# Gratuitous ratings comments



## Jola37 (Aug 19, 2017)

Sooo...anyone here ever get just hurtful comments from pax that rate less than 5 stars? I went to check my Lyft weekly summary this morning: 14 5-star ratings, kudos in all four categories, no flags...and 1 "4-star or less" with the comment "weirdo". Not really sure what to do with that, but man, it's really getting me down. I don't mind a low rating if I did something identifiable, or even really without comment. Guess I'm just looking to commiserate with others about this kind of thing. What are your stories?


----------



## JesusisLord777 (Dec 4, 2016)

"Definitely could have got me there faster." That's the only bad Lyft comment that I have received. I followed the gps route, and he never mentioned going a different way. Oh well.


----------



## empresstabitha (Aug 25, 2016)

Jola37 said:


> Sooo...anyone here ever get just hurtful comments from pax that rate less than 5 stars? I went to check my Lyft weekly summary this morning: 14 5-star ratings, kudos in all four categories, no flags...and 1 "4-star or less" with the comment "weirdo". Not really sure what to do with that, but man, it's really getting me down. I don't mind a low rating if I did something identifiable, or even really without comment. Guess I'm just looking to commiserate with others about this kind of thing. What are your stories?

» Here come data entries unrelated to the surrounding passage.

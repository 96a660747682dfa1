use std::sync::Arc;

use clap::{Parser, Subcommand};
use node_map::{DistributedHashtable, GrpcCoordinator, Options};
use tracing_subscriber::EnvFilter;

#[derive(Parser)]
#[command(name = "nodemap", about = "Read and edit a node-map document", version)]
struct Cli {
    /// Coordination server address.
    #[arg(long, env = "NODEMAP_ADDR", default_value = "127.0.0.1:50051")]
    addr: String,

    /// Node holding the document.
    #[arg(long, env = "NODEMAP_PATH", default_value = "/node-map")]
    path: String,

    #[command(subcommand)]
    command: Command,
}

#[derive(Subcommand)]
enum Command {
    /// Print the value stored under a key.
    Get { key: String },
    /// Store a string value under a key.
    Set { key: String, value: String },
    /// Remove a key.
    Delete { key: String },
    /// Merge a JSON object into the document.
    Merge { json: String },
    /// Print the whole document.
    Dump,
    /// Print the document every time it changes, until Ctrl-C.
    Watch,
}

#[tokio::main]
async fn main() -> Result<(), Box<dyn std::error::Error>> {
    tracing_subscriber::fmt()
        .with_writer(std::io::stderr)
        .with_env_filter(
            EnvFilter::try_from_default_env().unwrap_or_else(|_| EnvFilter::new("warn")),
        )
        .init();

    let cli = Cli::parse();

    let zk = GrpcCoordinator::connect(cli.addr.as_str()).await?;
    let map = DistributedHashtable::new(Arc::new(zk), cli.path, Options::default()).await?;

    match cli.command {
        Command::Get { key } => match node_map_cli::get(&map, &key).await? {
            Some(value) => println!("{}", value),
            None => {
                eprintln!("{}: not set", key);
                std::process::exit(1);
            }
        },
        Command::Set { key, value } => {
            node_map_cli::set(&map, &key, &value).await?;
        }
        Command::Delete { key } => {
            if node_map_cli::delete(&map, &key).await?.is_none() {
                eprintln!("{}: not set", key);
            }
        }
        Command::Merge { json } => {
            let merged = node_map_cli::merge(&map, &json).await?;
            println!("{}", serde_json::to_string_pretty(&merged)?);
        }
        Command::Dump => println!("{}", node_map_cli::dump(&map).await?),
        Command::Watch => {
            map.try_read().await?;
            let snapshot = map.clone();
            map.on_change(move || {
                let text = serde_json::to_string_pretty(&snapshot.to_map())?;
                println!("{}", text);
                Ok(())
            });
            tokio::signal::ctrl_c().await?;
        }
    }

    Ok(())
}
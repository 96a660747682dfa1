use node_map::DistributedHashtable;
use serde_json::{Map, Value};
use tracing::{debug, info};

use crate::error::Error;

/// Current value of `key` in its string form, read fresh from the server.
pub async fn get(map: &DistributedHashtable, key: &str) -> Result<Option<String>, Error> {
    map.try_read().await?;
    Ok(map.get(key).map(|value| match value {
        Value::String(s) => s,
        other => other.to_string(),
    }))
}

/// Stores `value` as a string under `key` and returns the previous value.
pub async fn set(
    map: &DistributedHashtable,
    key: &str,
    value: &str,
) -> Result<Option<Value>, Error> {
    let previous = map
        .try_update(|m| m.insert(key.to_string(), Value::String(value.to_string())))
        .await?;
    info!(path = map.path(), key, replaced = previous.is_some(), "value stored");
    Ok(previous)
}

pub async fn delete(map: &DistributedHashtable, key: &str) -> Result<Option<Value>, Error> {
    let removed = map.try_update(|m| m.remove(key)).await?;
    info!(path = map.path(), key, found = removed.is_some(), "key deleted");
    Ok(removed)
}

/// Merges a JSON object into the document and returns the merged result.
pub async fn merge(map: &DistributedHashtable, json: &str) -> Result<Map<String, Value>, Error> {
    let other = match serde_json::from_str::<Value>(json)? {
        Value::Object(other) => other,
        other => return Err(Error::NotAnObject(other.to_string())),
    };
    let merged = map
        .try_update(|m| {
            for (key, value) in &other {
                m.insert(key.clone(), value.clone());
            }
            m.clone()
        })
        .await?;
    info!(path = map.path(), keys = other.len(), "object merged");
    Ok(merged)
}

/// The whole document as pretty-printed JSON.
pub async fn dump(map: &DistributedHashtable) -> Result<String, Error> {
    map.try_read().await?;
    debug!(path = map.path(), len = map.len(), "document loaded");
    Ok(serde_json::to_string_pretty(&Value::Object(map.to_map()))?)
}
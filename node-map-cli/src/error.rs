//! Error types for nodemap commands.

use thiserror::Error;

#[derive(Debug, Error)]
pub enum Error {
    #[error("node-map error: {0}")]
    NodeMap(#[from] node_map::Error),

    #[error("invalid JSON: {0}")]
    Json(#[from] serde_json::Error),

    #[error("expected a JSON object, got {0}")]
    NotAnObject(String),
}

To each his own? Maybe the passemger was the weird one. Don't worry about it.


----------



## Bluebird97 (Jul 12, 2017)

Jola37 said:


> Sooo...anyone here ever get just hurtful comments from pax that rate less than 5 stars? I went to check my Lyft weekly summary this morning: 14 5-star ratings, kudos in all four categories, no flags...and 1 "4-star or less" with the comment "weirdo". Not really sure what to do with that, but man, it's really getting me down. I don't mind a low rating if I did something identifiable, or even really without comment. Guess I'm just looking to commiserate with others about this kind of thing. What are your stories?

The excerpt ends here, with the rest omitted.